Полковник Слюсаренко писал: «Щиты страшно пригодились бы… щиты необходимы… Лучше уменьшить число орудий в батарее до шести да увеличить запряжку орудий до восьми лошадей, но щиты необходимы».
Однако эти простые и очевидные мысли встретили ожесточенные возражения со стороны многочисленных рутинеров, которые имелись в старой русской армии. Спор о щитах принял совершенно уродливые формы. Среди высших кругов русского офицерства нашлось немало таких, с позволения сказать, «теоретиков», которые считали, что артиллеристам позорно прятаться за щитами, когда пехота наступает без всяких щитов. В последние пятнадцать лет перед Русско-японской войной в русской армии большой вес имел выступавший против многих технических нововведений генерал Драгомиров. Когда был поднят вопрос о щитах, Драгомиров высмеивал авторов этого проекта и упрекал их в «шкурничестве». И предложение об установке щитов было провалено.
Уже только в процессе войны, благодаря энергии и настойчивости лучших артиллеристов удалось в конце концов сломить косность и упрямство старого генералитета и доказать на деле необходимость щитов.
Рядовые артиллеристы сами начали заботиться о своей защите. Они набивали мешки землей или песком и во время боя прятались за ними от японских пуль и шрапнели.
Но все это было кустарщиной.
Первые орудийные щиты ввел у себя на батарее талантливый русский артиллерист подполковник Куриак. Среди его батарейной прислуги оказались хорошие кузнецы. Во время переезда батареи на театр военных действий подполковник Куриак изготовил силами этих кузнецов щиты для орудий. Они были сделаны из котельного железа толщиной почти в 3 миллиметра. Как показал затем боевой опыт, пули японских винтовок не могли пробить эти щиты даже с дистанции в 700 шагов.

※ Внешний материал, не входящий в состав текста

//! Accumulation buffer with tail-bounded prompt inspection.
//!
//! Devices can emit megabytes for a single command (full tables, whole
//! configurations). Prompt detection only ever looks at the last
//! `search_depth` bytes, so matching stays O(search_depth) regardless of
//! output size.

/// Buffer for accumulating shell output.
///
/// ANSI escape sequences are stripped at ingest, so everything downstream
/// (prompt detection, sanitization, the returned output) sees plain text.
#[derive(Debug)]
pub struct PatternBuffer {
    buffer: Vec<u8>,

    /// How many bytes from the end participate in prompt inspection.
    search_depth: usize,
}

impl PatternBuffer {
    /// Create a new buffer with the given tail inspection depth.
    pub fn new(search_depth: usize) -> Self {
        Self {
            buffer: Vec::with_capacity(4096),
            search_depth,
        }
    }

    /// Append new data, stripping ANSI escape codes.
    pub fn extend(&mut self, data: &[u8]) {
        let cleaned = strip_ansi_escapes::strip(data);
        self.buffer.extend_from_slice(&cleaned);
    }

    /// The tail region as text (lossy UTF-8).
    pub fn tail(&self) -> std::borrow::Cow<'_, str> {
        let start = self.buffer.len().saturating_sub(self.search_depth);
        String::from_utf8_lossy(&self.buffer[start..])
    }

    /// The whole buffer as text (lossy UTF-8).
    pub fn as_str_lossy(&self) -> std::borrow::Cow<'_, str> {
        String::from_utf8_lossy(&self.buffer)
    }

    /// Take the contents as a string and reset the buffer.
    pub fn take_string(&mut self) -> String {
        String::from_utf8_lossy(&std::mem::take(&mut self.buffer)).into_owned()
    }

    /// Current buffer length in bytes.
    pub fn len(&self) -> usize {
        self.buffer.len()
    }

    /// Whether the buffer is empty.
    pub fn is_empty(&self) -> bool {
        self.buffer.is_empty()
    }
}

impl Default for PatternBuffer {
    fn default() -> Self {
        Self::new(1000)
    }
}

#[cfg(test)]
mod tests {
    use super::*;

    #[test]
    fn test_basic_extend() {
        let mut buffer = PatternBuffer::new(100);
        buffer.extend(b"Hello, world!");
        assert_eq!(buffer.as_str_lossy(), "Hello, world!");
    }

    #[test]
    fn test_ansi_stripping() {
        let mut buffer = PatternBuffer::new(100);
        buffer.extend(b"\x1b[32mGreen text\x1b[0m");
        assert_eq!(buffer.as_str_lossy(), "Green text");
    }

    #[test]
    fn test_tail_is_depth_bounded() {
        let mut buffer = PatternBuffer::new(10);
        buffer.extend(&[b'x'; 100]);
        buffer.extend(b"\nrouter#");
        let tail = buffer.tail();
        assert!(tail.len() <= 10);
        assert!(tail.ends_with("router#"));
    }

    #[test]
    fn test_take_clears_buffer() {
        let mut buffer = PatternBuffer::new(100);
        buffer.extend(b"test data");
        assert_eq!(buffer.take_string(), "test data");
        assert!(buffer.is_empty());
    }
}
//! Prompt-bounded channel I/O.
//!
//! `SessionChannel` layers two primitives over a `ShellStream`: timed
//! window reads (`read_channel`) and `read_until_prompt`, which polls the
//! stream and returns as soon as the accumulated tail looks like a
//! prompt.

use std::time::Duration;

use log::trace;
use tokio::time::Instant;

use super::buffer::PatternBuffer;
use super::shell::ShellStream;
use crate::error::{ChannelError, Result};

/// Poll interval while waiting for a prompt.
const POLL_INTERVAL: Duration = Duration::from_millis(100);

/// Tail inspection depth for prompt detection.
const SEARCH_DEPTH: usize = 1000;

/// Prompt terminators recognized at the end of a prompt line.
pub const PROMPT_TERMINATORS: &str = "#>$%";

/// What `read_until_prompt` is waiting for.
///
/// The three rules are checked against the last non-empty line of the
/// accumulated tail, in order:
/// 1. the expected prompt, verbatim;
/// 2. the base prompt followed by a terminator character;
/// 3. in fast mode, any non-empty line ending in a terminator.
#[derive(Debug, Clone, Copy)]
pub struct PromptWait<'a> {
    /// Exact prompt to wait for, when known.
    pub expect: Option<&'a str>,

    /// Learned base prompt (hostname-like prefix).
    pub base: Option<&'a str>,

    /// Terminator characters accepted after the base prompt.
    pub terminators: &'a str,

    /// Accept any terminator-ended tail line.
    pub fast: bool,
}

impl<'a> PromptWait<'a> {
    /// Wait for the base prompt with the default terminator set.
    pub fn base(base: &'a str) -> Self {
        Self {
            expect: None,
            base: Some(base),
            terminators: PROMPT_TERMINATORS,
            fast: false,
        }
    }

    /// Wait for an exact prompt string.
    pub fn exact(expect: &'a str) -> Self {
        Self {
            expect: Some(expect),
            base: None,
            terminators: PROMPT_TERMINATORS,
            fast: false,
        }
    }

    /// Check whether the accumulated tail satisfies the wait.
    pub fn matches(&self, tail: &str) -> bool {
        let Some(line) = last_non_empty_line(tail) else {
            return false;
        };
        let line = line.trim_end();

        if let Some(expect) = self.expect {
            if line.ends_with(expect.trim_end()) {
                return true;
            }
        }

        let terminated = line
            .chars()
            .last()
            .map(|c| self.terminators.contains(c))
            .unwrap_or(false);

        if let Some(base) = self.base {
            if !base.is_empty() && line.contains(base) && terminated {
                return true;
            }
        }

        if self.fast && !line.is_empty() && terminated {
            return true;
        }

        false
    }
}

/// The last line of `text` that contains a non-whitespace character.
pub fn last_non_empty_line(text: &str) -> Option<&str> {
    let bytes = text.as_bytes();
    let mut end = bytes.len();
    loop {
        let start = memchr::memrchr(b'\n', &bytes[..end]).map(|i| i + 1).unwrap_or(0);
        let line = text[start..end].trim_end_matches('\r');
        if !line.trim().is_empty() {
            return Some(line);
        }
        if start == 0 {
            return None;
        }
        end = start - 1;
    }
}

/// Channel I/O for one interactive session.
pub struct SessionChannel {
    shell: Box<dyn ShellStream>,
}

impl SessionChannel {
    pub fn new(shell: Box<dyn ShellStream>) -> Self {
        Self { shell }
    }

    /// Write raw bytes to the shell.
    pub async fn write_channel(&mut self, data: &str) -> Result<()> {
        self.shell.write(data.as_bytes()).await
    }

    /// Read whatever arrives within the window; empty string on a quiet
    /// channel.
    pub async fn read_channel(&mut self, window: Duration) -> Result<String> {
        let chunk = self.shell.read(window).await?;
        if chunk.is_empty() {
            return Ok(String::new());
        }
        let cleaned = strip_ansi_escapes::strip(&chunk);
        Ok(String::from_utf8_lossy(&cleaned).into_owned())
    }

    /// Poll the shell until the accumulated output tail matches the wait,
    /// or the deadline expires.
    ///
    /// On timeout the collected output travels inside the error, so the
    /// caller can still report partial results.
    pub async fn read_until_prompt(
        &mut self,
        wait: PromptWait<'_>,
        timeout: Duration,
    ) -> Result<String> {
        let deadline = Instant::now() + timeout;
        let mut buffer = PatternBuffer::new(SEARCH_DEPTH);

        loop {
            let now = Instant::now();
            if now >= deadline {
                return Err(ChannelError::PromptTimeout {
                    partial: buffer.take_string(),
                    timeout,
                }
                .into());
            }

            let window = POLL_INTERVAL.min(deadline - now);
            let chunk = match self.shell.read(window).await {
                Ok(chunk) => chunk,
                Err(e) => {
                    // Stream ended mid-read: surface what was collected.
                    if buffer.is_empty() {
                        return Err(e);
                    }
                    return Err(ChannelError::PromptTimeout {
                        partial: buffer.take_string(),
                        timeout,
                    }
                    .into());
                }
            };

            if chunk.is_empty() {
                continue;
            }

            buffer.extend(&chunk);
            trace!("read {} bytes ({} buffered)", chunk.len(), buffer.len());

            if wait.matches(&buffer.tail()) {
                return Ok(buffer.take_string());
            }
        }
    }

    /// Close the underlying shell. Idempotent.
    pub async fn close(&mut self) -> Result<()> {
        self.shell.close().await
    }

    /// Whether the underlying shell is still open.
    pub fn is_open(&self) -> bool {
        self.shell.is_open()
    }
}

#[cfg(test)]
mod tests {
    use super::*;

    #[test]
    fn test_last_non_empty_line() {
        assert_eq!(last_non_empty_line("a\nb\nc"), Some("c"));
        assert_eq!(last_non_empty_line("a\nb\n\n  \n"), Some("b"));
        assert_eq!(last_non_empty_line("single"), Some("single"));
        assert_eq!(last_non_empty_line("line\r\n"), Some("line"));
        assert_eq!(last_non_empty_line(""), None);
        assert_eq!(last_non_empty_line("\n\n  \n"), None);
    }

    #[test]
    fn test_exact_prompt_match() {
        let wait = PromptWait::exact("Router#");
        assert!(wait.matches("show version\noutput\nRouter# "));
        assert!(!wait.matches("show version\noutput\nRouter> "));
    }

    #[test]
    fn test_base_prompt_with_terminator() {
        let wait = PromptWait::base("Router");
        assert!(wait.matches("output\nRouter#"));
        assert!(wait.matches("output\nRouter> "));
        assert!(wait.matches("output\nRouter(config)# "));
        // Base present but no terminator at end of line
        assert!(!wait.matches("output\nRouter is reloading"));
        // Terminator but no base
        assert!(!wait.matches("output\nSwitch# "));
    }

    #[test]
    fn test_fast_mode_accepts_bare_terminator() {
        let wait = PromptWait {
            expect: None,
            base: None,
            terminators: PROMPT_TERMINATORS,
            fast: true,
        };
        assert!(wait.matches("output\nsomething$ "));
        assert!(wait.matches("output\n% "));
        assert!(!wait.matches("output\nstill going"));
    }

    #[test]
    fn test_custom_terminators() {
        // Huawei config prompts end in ']'
        let wait = PromptWait {
            expect: None,
            base: Some("HUAWEI"),
            terminators: "#>$%]",
            fast: false,
        };
        assert!(wait.matches("output\n[HUAWEI]"));
        assert!(wait.matches("output\n<HUAWEI>"));
    }

    #[test]
    fn test_blank_tail_never_matches() {
        let wait = PromptWait::base("Router");
        assert!(!wait.matches(""));
        assert!(!wait.matches("\n\n"));
    }
}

Впервые орудийные щиты подверглись боевому испытанию во время больших сражений на реке Шахэ. 12 октября 1904 г. батарея подполковника Куриака занимала позицию на скате горы, обращенном к противнику. Батарея должна была отбивать атаки японцев, бросавшихся на нашу пехоту. Блеск выстрелов выдал японцам расположение батареи. Более двенадцати часов находилась она под непрерывным огнем трех японских батарей. Огонь был сильный, шрапнельные пули градом стучали в щиты орудий. Но русские артиллеристы имели надежную защиту: металлические щиты прочно держались против шрапнельного огня противника. Случайно попавшая граната оторвала нижнюю часть у одного щита, но и осколки ее все же не пробили щит.
За весь этот день на батарее Куриака было ранено только два человека.